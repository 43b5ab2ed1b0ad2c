use actix_web::error::ErrorBadRequest;
use chrono::{NaiveDate, NaiveDateTime};
use serde_json::Value;
use sqlx::MySqlPool;

/// SQL bindable value enum
#[derive(Debug)]
pub enum SqlValue {
    String(String),
    I64(i64),
    F64(f64),
    Bool(bool),
    Date(NaiveDate),
    DateTime(NaiveDateTime),
    Null,
}

impl SqlValue {
    /// Maps a JSON payload value onto a bindable SQL value. ISO date and
    /// datetime strings become typed values so MySQL compares them natively.
    pub fn from_json(value: &Value) -> Result<Self, actix_web::Error> {
        match value {
            Value::String(s) => {
                if let Ok(d) = NaiveDate::parse_from_str(s, "%Y-%m-%d") {
                    Ok(SqlValue::Date(d))
                } else if let Ok(dt) = NaiveDateTime::parse_from_str(s, "%Y-%m-%dT%H:%M:%S") {
                    Ok(SqlValue::DateTime(dt))
                } else {
                    Ok(SqlValue::String(s.clone()))
                }
            }
            Value::Number(n) => {
                if let Some(i) = n.as_i64() {
                    Ok(SqlValue::I64(i))
                } else if let Some(f) = n.as_f64() {
                    Ok(SqlValue::F64(f))
                } else {
                    Err(ErrorBadRequest("Unsupported numeric value"))
                }
            }
            Value::Bool(b) => Ok(SqlValue::Bool(*b)),
            Value::Null => Ok(SqlValue::Null),
            _ => Err(ErrorBadRequest("Unsupported JSON value type")),
        }
    }
}

/// SQL update container
#[derive(Debug)]
pub struct SqlUpdate {
    pub sql: String,
    pub values: Vec<SqlValue>,
}

/// Builds a dynamic UPDATE from a JSON payload. Only columns named in
/// `allowed` may appear; anything else is rejected before it reaches SQL.
pub fn build_update_sql(
    table: &str,
    payload: &Value,
    allowed: &[&str],
    id_column: &str,
    id_value: u64,
) -> Result<SqlUpdate, actix_web::Error> {
    let obj = payload
        .as_object()
        .ok_or_else(|| ErrorBadRequest("Payload must be a JSON object"))?;

    if obj.is_empty() {
        return Err(ErrorBadRequest("No fields provided for update"));
    }

    for key in obj.keys() {
        if !allowed.contains(&key.as_str()) {
            return Err(ErrorBadRequest(format!("Unknown field: {}", key)));
        }
    }

    let set_clause = obj
        .keys()
        .map(|k| format!("{} = ?", k))
        .collect::<Vec<_>>()
        .join(", ");

    let sql = format!("UPDATE {} SET {} WHERE {} = ?", table, set_clause, id_column);

    let mut values = Vec::with_capacity(obj.len() + 1);
    for value in obj.values() {
        values.push(SqlValue::from_json(value)?);
    }

    // WHERE id = ?
    values.push(SqlValue::I64(id_value as i64));

    Ok(SqlUpdate { sql, values })
}

/// Execute the update
pub async fn execute_update(pool: &MySqlPool, update: SqlUpdate) -> Result<u64, sqlx::Error> {
    let mut query = sqlx::query(&update.sql);

    for value in update.values {
        query = bind_value(query, value);
    }

    let result = query.execute(pool).await?;
    Ok(result.rows_affected())
}

/// Chains one SqlValue onto a runtime-built query.
fn bind_value<'q>(
    query: sqlx::query::Query<'q, sqlx::MySql, sqlx::mysql::MySqlArguments>,
    value: SqlValue,
) -> sqlx::query::Query<'q, sqlx::MySql, sqlx::mysql::MySqlArguments> {
    match value {
        SqlValue::String(v) => query.bind(v),
        SqlValue::I64(v) => query.bind(v),
        SqlValue::F64(v) => query.bind(v),
        SqlValue::Bool(v) => query.bind(v),
        SqlValue::Date(v) => query.bind(v),
        SqlValue::DateTime(v) => query.bind(v),
        SqlValue::Null => query.bind(None::<String>),
    }
}

#[cfg(test)]
mod tests {
    use super::*;
    use serde_json::json;

    const ALLOWED: &[&str] = &["name", "username", "is_active"];

    #[test]
    fn builds_update_with_placeholder_per_field() {
        let payload = json!({"name": "Ana", "is_active": false});
        let update = build_update_sql("users", &payload, ALLOWED, "id", 7).unwrap();
        assert!(update.sql.starts_with("UPDATE users SET "));
        assert!(update.sql.ends_with(" WHERE id = ?"));
        assert!(update.sql.contains("name = ?"));
        assert!(update.sql.contains("is_active = ?"));
        assert_eq!(update.values.len(), 3);
    }

    #[test]
    fn rejects_columns_outside_the_allow_list() {
        let payload = json!({"role_id": 1});
        assert!(build_update_sql("users", &payload, ALLOWED, "id", 7).is_err());
    }

    #[test]
    fn rejects_empty_payload() {
        assert!(build_update_sql("users", &json!({}), ALLOWED, "id", 7).is_err());
    }

    #[test]
    fn iso_dates_become_typed_values() {
        match SqlValue::from_json(&json!("2025-03-10")).unwrap() {
            SqlValue::Date(d) => assert_eq!(d.to_string(), "2025-03-10"),
            other => panic!("expected date, got {:?}", other),
        }
    }
}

━━━━

### EXERCISE DETAILS
The full listing should be reproduced exactly.

### YOUR SOLUTION
repository 43b5ab2ed1b0ad2c
use actix_web::error::ErrorBadRequest;
use chrono::{NaiveDate, NaiveDateTime};
use serde_json::Value;
use sqlx::MySqlPool;

/// SQL bindable value enum
#[derive(Debug)]
pub enum SqlValue {
    String(String),
    I64(i64),
    F64(f64),
    Bool(bool),
    Date(NaiveDate),
    DateTime(NaiveDateTime),
    Null,
}

impl SqlValue {
    /// Maps a JSON payload value onto a bindable SQL value. ISO date and
    /// datetime strings become typed values so MySQL compares them natively.
    pub fn from_json(value: &Value) -> Result<Self, actix_web::Error> {
        match value {
            Value::String(s) => {
                if let Ok(d) = NaiveDate::parse_from_str(s, "%Y-%m-%d") {
                    Ok(SqlValue::Date(d))
                } else if let Ok(dt) = NaiveDateTime::parse_from_str(s, "%Y-%m-%dT%H:%M:%S") {
                    Ok(SqlValue::DateTime(dt))
                } else {
                    Ok(SqlValue::String(s.clone()))
                }
            }
            Value::Number(n) => {
                if let Some(i) = n.as_i64() {
                    Ok(SqlValue::I64(i))
                } else if let Some(f) = n.as_f64() {
                    Ok(SqlValue::F64(f))
                } else {
                    Err(ErrorBadRequest("Unsupported numeric value"))
                }
            }
            Value::Bool(b) => Ok(SqlValue::Bool(*b)),
            Value::Null => Ok(SqlValue::Null),
            _ => Err(ErrorBadRequest("Unsupported JSON value type")),
        }
    }
}

/// SQL update container
#[derive(Debug)]
pub struct SqlUpdate {
    pub sql: String,
    pub values: Vec<SqlValue>,
}

/// Builds a dynamic UPDATE from a JSON payload. Only columns named in
/// `allowed` may appear; anything else is rejected before it reaches SQL.
pub fn build_update_sql(
    table: &str,
    payload: &Value,
    allowed: &[&str],
    id_column: &str,
    id_value: u64,
) -> Result<SqlUpdate, actix_web::Error> {
    let obj = payload
        .as_object()
        .ok_or_else(|| ErrorBadRequest("Payload must be a JSON object"))?;

    if obj.is_empty() {
        return Err(ErrorBadRequest("No fields provided for update"));
    }

    for key in obj.keys() {
        if !allowed.contains(&key.as_str()) {
            return Err(ErrorBadRequest(format!("Unknown field: {}", key)));
        }
    }

    let set_clause = obj
        .keys()
        .map(|k| format!("{} = ?", k))
        .collect::<Vec<_>>()
        .join(", ");

    let sql = format!("UPDATE {} SET {} WHERE {} = ?", table, set_clause, id_column);

    let mut values = Vec::with_capacity(obj.len() + 1);
    for value in obj.values() {
        values.push(SqlValue::from_json(value)?);
    }

    // WHERE id = ?
    values.push(SqlValue::I64(id_value as i64));

    Ok(SqlUpdate { sql, values })
}

/// Execute the update
pub async fn execute_update(pool: &MySqlPool, update: SqlUpdate) -> Result<u64, sqlx::Error> {
    let mut query = sqlx::query(&update.sql);

    for value in update.values {
        query = bind_value(query, value);
    }

    let result = query.execute(pool).await?;
    Ok(result.rows_affected())
}

/// Chains one SqlValue onto a runtime-built query.
fn bind_value<'q>(
    query: sqlx::query::Query<'q, sqlx::MySql, sqlx::mysql::MySqlArguments>,
    value: SqlValue,
) -> sqlx::query::Query<'q, sqlx::MySql, sqlx::mysql::MySqlArguments> {
    match value {
        SqlValue::String(v) => query.bind(v),
        SqlValue::I64(v) => query.bind(v),
        SqlValue::F64(v) => query.bind(v),
        SqlValue::Bool(v) => query.bind(v),
        SqlValue::Date(v) => query.bind(v),
        SqlValue::DateTime(v) => query.bind(v),
        SqlValue::Null => query.bind(None::<String>),
    }
}

#[cfg(test)]
mod tests {
    use super::*;
    use serde_json::json;

    const ALLOWED: &[&str] = &["name", "username", "is_active"];

    #[test]
    fn builds_update_with_placeholder_per_field() {
        let payload = json!({"name": "Ana", "is_active": false});
        let update = build_update_sql("users", &payload, ALLOWED, "id", 7).unwrap();
        assert!(update.sql.starts_with("UPDATE users SET "));
        assert!(update.sql.ends_with(" WHERE id = ?"));
        assert!(update.sql.contains("name = ?"));
        assert!(update.sql.contains("is_active = ?"));
        assert_eq!(update.values.len(), 3);
    }

    #[test]
    fn rejects_columns_outside_the_allow_list() {
        let payload = json!({"role_id": 1});
        assert!(build_update_sql("users", &payload, ALLOWED, "id", 7).is_err());
    }

    #[test]
    fn rejects_empty_payload() {
        assert!(build_update_sql("users", &json!({}), ALLOWED, "id", 7).is_err());
    }

    #[test]
    fn iso_dates_become_typed_values() {
        match SqlValue::from_json(&json!("2025-03-10")).unwrap() {
            SqlValue::Date(d) => assert_eq!(d.to_string(), "2025-03-10"),
            other => panic!("expected date, got {:?}", other),
        }
    }
}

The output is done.